(Recorded information begins)
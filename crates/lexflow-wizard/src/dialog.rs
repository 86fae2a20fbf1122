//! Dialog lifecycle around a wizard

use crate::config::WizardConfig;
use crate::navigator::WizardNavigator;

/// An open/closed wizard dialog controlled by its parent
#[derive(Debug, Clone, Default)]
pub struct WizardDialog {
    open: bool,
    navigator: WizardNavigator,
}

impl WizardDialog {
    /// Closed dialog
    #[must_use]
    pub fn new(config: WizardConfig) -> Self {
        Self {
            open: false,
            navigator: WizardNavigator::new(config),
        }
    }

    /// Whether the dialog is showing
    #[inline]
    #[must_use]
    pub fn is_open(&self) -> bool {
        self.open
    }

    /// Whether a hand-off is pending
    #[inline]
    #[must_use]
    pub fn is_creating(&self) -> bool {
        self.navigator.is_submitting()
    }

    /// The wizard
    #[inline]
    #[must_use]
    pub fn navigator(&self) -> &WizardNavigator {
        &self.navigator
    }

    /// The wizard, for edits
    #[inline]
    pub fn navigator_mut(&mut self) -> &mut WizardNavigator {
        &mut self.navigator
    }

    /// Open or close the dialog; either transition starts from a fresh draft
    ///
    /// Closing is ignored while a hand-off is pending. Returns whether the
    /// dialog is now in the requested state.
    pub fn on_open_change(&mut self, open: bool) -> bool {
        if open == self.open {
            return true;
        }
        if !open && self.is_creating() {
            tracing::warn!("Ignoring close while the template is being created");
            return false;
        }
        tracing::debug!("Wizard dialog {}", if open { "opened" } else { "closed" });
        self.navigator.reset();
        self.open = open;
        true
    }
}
(Recorded information ends)
= Instructions for the task =
The lines to show are those in the data above that include "hand".

= Written solution =
    /// Whether a hand-off is pending
    /// Closing is ignored while a hand-off is pending. Returns whether the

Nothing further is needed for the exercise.